Anche il quotidiano The New York Times monitora le attività di Chevron in Venezuela, sostenendo che è diventato il più grande produttore straniero di greggio venezuelano nonché fattore determinante nella stabilità degli ultimi mesi. Le quattro compagnie in cui Chevron ha partecipazioni producono 160 mila barili al giorno. Un funzionario dell’amministrazione di Donald Trump ha dichiarato che le attività di Chevron in Venezuela e di altre aziende sono “chiaramente preoccupanti”.

Il governo americano però ha dato alla Chevron alcune concessioni, nonostante le sanzioni. Fohr ha spiegato che “se Chevron è costretta a lasciare il Venezuela, le imprese non americane riempiranno il vuoto e continuerà la produzione di petrolio”. Dopo una decade di dominio assoluto – contraddistinto da una storica nazionalizzazione dell’industria petrolifera – il governo venezuelano sta consegnando il controllo della produzione alle compagnie petrolifere internazionali per cercare di far quadrare i conti economici.

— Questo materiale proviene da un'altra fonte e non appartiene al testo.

impl ScreeningCase {
    /// Starts a new case at the role's first screen.
    pub fn new(role: Role, policy: ScreeningPolicy, reference_date: NaiveDate) -> Self {
        let id = CaseId::new();
        let now = Timestamp::now();

        let mut answers = AnswerStore::new();
        // Materialize every flag as false so snapshots always carry the
        // full key set.
        DqEvaluator::recompute_all(&mut answers, &policy, reference_date);

        let current_screen = Navigator::new(role).first_screen(&answers);

        let mut case = Self {
            id,
            role,
            policy,
            reference_date,
            answers,
            current_screen,
            dq_view: None,
            questionnaire: QuestionnaireState::new(),
            created_at: now,
            updated_at: now,
            domain_events: Vec::new(),
        };

        case.record_event(CaseEvent::Created {
            case_id: id,
            created_at: now,
        });

        case
    }

    /// Reconstitutes a case from persisted data without recording events.
    #[allow(clippy::too_many_arguments)]
    pub fn reconstitute(
        id: CaseId,
        role: Role,
        policy: ScreeningPolicy,
        reference_date: NaiveDate,
        answers: AnswerStore,
        current_screen: ScreenId,
        dq_view: Option<DqView>,
        questionnaire: QuestionnaireState,
        created_at: Timestamp,
        updated_at: Timestamp,
    ) -> Self {
        Self {
            id,
            role,
            policy,
            reference_date,
            answers,
            current_screen,
            dq_view,
            questionnaire,
            created_at,
            updated_at,
            domain_events: Vec::new(),
        }
    }

    // ───────────────────────────────────────────────────────────────
    // Accessors
    // ───────────────────────────────────────────────────────────────

    pub fn id(&self) -> CaseId {
        self.id
    }

    pub fn role(&self) -> Role {
        self.role
    }

    pub fn policy(&self) -> &ScreeningPolicy {
        &self.policy
    }

    pub fn reference_date(&self) -> NaiveDate {
        self.reference_date
    }

    pub fn answers(&self) -> &AnswerStore {
        &self.answers
    }

    pub fn current_screen(&self) -> ScreenId {
        self.current_screen
    }

    pub fn dq_view(&self) -> Option<&DqView> {
        self.dq_view.as_ref()
    }

    pub fn questionnaire(&self) -> &QuestionnaireState {
        &self.questionnaire
    }

    pub fn created_at(&self) -> Timestamp {
        self.created_at
    }

    pub fn updated_at(&self) -> Timestamp {
        self.updated_at
    }

    /// Whether the applicant can leave the current screen forward.
    pub fn can_advance(&self) -> bool {
        self.current_screen.is_answered(&self.answers)
    }

    /// Whether the current screen starts the role's flow.
    pub fn is_first_screen(&self) -> bool {
        Navigator::new(self.role)
            .is_first_screen(self.current_screen, &self.answers)
    }

    /// The derived household figures, computed fresh on every call.
    pub fn household(&self) -> HouseholdSnapshot {
        HouseholdCalculator::compute(&self.answers, &self.policy)
    }

    /// Drains and returns recorded domain events.
    pub fn take_events(&mut self) -> Vec<CaseEvent> {
        std::mem::take(&mut self.domain_events)
    }

    // ───────────────────────────────────────────────────────────────
    // Answer recording
    // ───────────────────────────────────────────────────────────────

    /// Writes one answer and synchronously recomputes every flag.
    ///
    /// A rule newly raised by this write raises the standalone
    /// disqualification view when the current screen hosts it; rules
    /// tripped from elsewhere wait for their section's exit gate.
    pub fn record_answer(&mut self, answer: Answer) -> Result<AnswerOutcome, DomainError> {
        self.answers.apply(answer)?;
        let delta =
            DqEvaluator::recompute_all(&mut self.answers, &self.policy, self.reference_date);

        let case_id = self.id;
        self.record_event(CaseEvent::AnswerRecorded {
            case_id,
            screen: self.current_screen,
        });
        for rule in &delta.raised {
            self.record_event(CaseEvent::FlagRaised {
                case_id,
                rule: *rule,
            });
        }
        for rule in &delta.cleared {
            self.record_event(CaseEvent::FlagCleared {
                case_id,
                rule: *rule,
            });
        }

        if let Some(rule) = delta
            .raised
            .iter()
            .find(|rule| self.current_screen.hosted_rules().contains(rule))
        {
            self.dq_view = Some(DqView::Rule(*rule));
        } else if let Some(DqView::Rule(rule)) = &self.dq_view {
            // The rule behind a showing view may just have cleared.
            if delta.cleared.contains(rule) {
                self.dq_view = None;
            }
        }

        self.touch();
        Ok(AnswerOutcome {
            delta,
            view: self.dq_view.clone(),
        })
    }

    // ───────────────────────────────────────────────────────────────
    // Navigation
    // ───────────────────────────────────────────────────────────────

    /// Attempts to move forward one screen.
    ///
    /// Exit-gate screens consult the section's aggregate flags before
    /// any navigation happens; a block raises the section view and the
    /// screen does not change.
    pub fn advance(&mut self) -> AdvanceOutcome {
        if !self.current_screen.is_answered(&self.answers) {
            return AdvanceOutcome::MissingAnswers;
        }

        if self.current_screen.is_exit_gate() {
            let section = self.current_screen.section();
            let decision = SectionGate::should_block(section, &self.answers);
            if decision.blocked {
                let case_id = self.id;
                self.record_event(CaseEvent::SectionBlocked {
                    case_id,
                    section,
                    rule_count: decision.messages.len(),
                });
                self.dq_view = Some(DqView::Section {
                    section,
                    messages: decision.messages.clone(),
                });
                self.touch();
                return AdvanceOutcome::Blocked {
                    messages: decision.messages,
                };
            }
        }

        match Navigator::new(self.role).next_screen(self.current_screen, &self.answers) {
            Some(next) => {
                self.move_to(next);
                AdvanceOutcome::Moved(next)
            }
            None => AdvanceOutcome::EndOfFlow,
        }
    }

    /// Moves back one screen; never validates answers, never blocks.
    pub fn retreat(&mut self) -> RetreatOutcome {
        match Navigator::new(self.role).previous_screen(self.current_screen, &self.answers) {
            Some(previous) => {
                self.move_to(previous);
                RetreatOutcome::Moved(previous)
            }
            None => RetreatOutcome::AtStart,
        }
    }

    /// Dismisses the disqualification view; answers are untouched.
    pub fn acknowledge_disqualification(&mut self) {
        if self.dq_view.take().is_some() {
            let case_id = self.id;
            self.record_event(CaseEvent::DisqualificationAcknowledged { case_id });
            self.touch();
        }
    }

    fn move_to(&mut self, to: ScreenId) {
        let from = self.current_screen;
        self.current_screen = to;
        // The view follows its section; leaving the section hides it.
        if let Some(view) = &self.dq_view {
            if view.section() != to.section() {
                self.dq_view = None;
            }
        }
        let case_id = self.id;
        self.record_event(CaseEvent::ScreenChanged { case_id, from, to });
        self.touch();
    }

    // ───────────────────────────────────────────────────────────────
    // Income questionnaire
    // ───────────────────────────────────────────────────────────────

    /// Records a questionnaire answer and advances the walk.
    pub fn questionnaire_submit(
        &mut self,
        answer: QuestionnaireAnswer,
    ) -> Result<StepOutcome, DomainError> {
        let from = self.questionnaire.current;
        if !from.is_endpoint() && !from.accepts(&answer) {
            return Err(DomainError::new(
                ErrorCode::UnexpectedStepAnswer,
                format!("step '{}' does not take this kind of answer", from),
            ));
        }
        let required = self.household().minimum_income;

        self.answers.questionnaire.apply(answer)?;
        let next = DecisionTree::transition(from, &self.answers.questionnaire, required)?;
        self.questionnaire.go_to(next);

        let case_id = self.id;
        self.record_event(CaseEvent::QuestionnaireAdvanced {
            case_id,
            from,
            to: next,
        });
        self.touch();

        let endpoint = next.is_endpoint().then(|| EndpointReport {
            documents: recommended_documents(next, &self.answers.questionnaire),
            assets_needed: match self.answers.questionnaire.reported_agi {
                Some(agi) if agi < required => {
                    Some(DecisionTree::assets_needed(agi, required, &self.policy))
                }
                _ => None,
            },
        });

        Ok(StepOutcome {
            step: next,
            endpoint,
        })
    }

    /// Steps the questionnaire back one level.
    ///
    /// At the bottom of the history this becomes a reset: the walk
    /// returns to mode selection and the chosen mode is cleared.
    pub fn questionnaire_back(&mut self) -> StepId {
        let case_id = self.id;
        if self.questionnaire.history.is_empty() {
            self.questionnaire.reset();
            self.answers.questionnaire.tax_year_mode = None;
            self.record_event(CaseEvent::QuestionnaireReset { case_id });
        } else {
            let to = self.questionnaire.back();
            self.record_event(CaseEvent::QuestionnaireRewound { case_id, to });
        }
        self.touch();
        self.questionnaire.current
    }

    /// Returns the questionnaire to mode selection.
    ///
    /// Only the walk and the mode are cleared; answers already given
    /// stay recorded and pre-fill a repeated walk.
    pub fn questionnaire_reset(&mut self) {
        self.questionnaire.reset();
        self.answers.questionnaire.tax_year_mode = None;
        let case_id = self.id;
        self.record_event(CaseEvent::QuestionnaireReset { case_id });
        self.touch();
    }

    /// Prompt context for the questionnaire's current step.
    pub fn questionnaire_prompt(&self) -> StepPrompt {
        DecisionTree::prompt(
            self.questionnaire.current,
            &self.answers.questionnaire,
            self.household().minimum_income,
            &self.policy,
        )
    }

    fn record_event(&mut self, event: CaseEvent) {
        self.domain_events.push(event);
    }

    fn touch(&mut self) {
        self.updated_at = Timestamp::now();
    }
}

Pdvsa è rimasta una holding che riceve fondi pubblici, mentre le scelte strategiche restano ai soci privati. Sono le imprese private straniere a compiere l’estrazione del greggio, organizzare le esportazioni, pagare i lavoratori e acquistare materiali. Secondo Rafael Ramírez, ex presidente di Pdvsa, in Venezuela è in atto una privatizzazione silenziosa del petrolio. Un’operazione (di carattere anche geopolitico, non solo economico) guidata da Manuel Quevedo, membro delle Forze Armate, oggi presidente di Pdvsa (senza alcuna esperienza nel settore). Quevedo ha abbandonato la retorica nazionalista, lasciando spazio a compagnie come Chevron, ma soprattutto alla Rosneft, che negli ultimi anni ha venduto circa due terzi del petrolio venezuelano. Ma negli ultimi mesi, secondo NYT, anche l’italiana Eni hanno esportato direttamente petrolio venezuelano.